* _What needs to be done_
Search the data for the word "setup". Reproduce every line where it is found.

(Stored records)
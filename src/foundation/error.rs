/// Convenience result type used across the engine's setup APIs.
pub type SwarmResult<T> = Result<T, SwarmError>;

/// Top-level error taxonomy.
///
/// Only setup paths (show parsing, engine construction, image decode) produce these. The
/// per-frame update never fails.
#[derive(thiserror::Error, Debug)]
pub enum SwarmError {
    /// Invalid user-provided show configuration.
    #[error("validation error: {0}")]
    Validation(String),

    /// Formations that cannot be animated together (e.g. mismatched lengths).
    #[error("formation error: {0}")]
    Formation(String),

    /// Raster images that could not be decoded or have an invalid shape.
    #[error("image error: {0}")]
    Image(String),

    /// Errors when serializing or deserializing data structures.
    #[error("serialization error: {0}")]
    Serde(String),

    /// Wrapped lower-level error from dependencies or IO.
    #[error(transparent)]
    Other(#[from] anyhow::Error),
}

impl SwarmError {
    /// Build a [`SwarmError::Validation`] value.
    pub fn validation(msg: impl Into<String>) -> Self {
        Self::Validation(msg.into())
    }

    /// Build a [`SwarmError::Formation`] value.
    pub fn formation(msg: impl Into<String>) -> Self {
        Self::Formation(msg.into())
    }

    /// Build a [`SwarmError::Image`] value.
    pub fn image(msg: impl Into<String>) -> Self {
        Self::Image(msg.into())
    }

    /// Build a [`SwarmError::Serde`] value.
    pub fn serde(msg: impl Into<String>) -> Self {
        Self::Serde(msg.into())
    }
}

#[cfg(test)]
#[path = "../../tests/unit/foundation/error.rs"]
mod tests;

* _Exercise solution_
/// Convenience result type used across the engine's setup APIs.
/// Only setup paths (show parsing, engine construction, image decode) produce these. The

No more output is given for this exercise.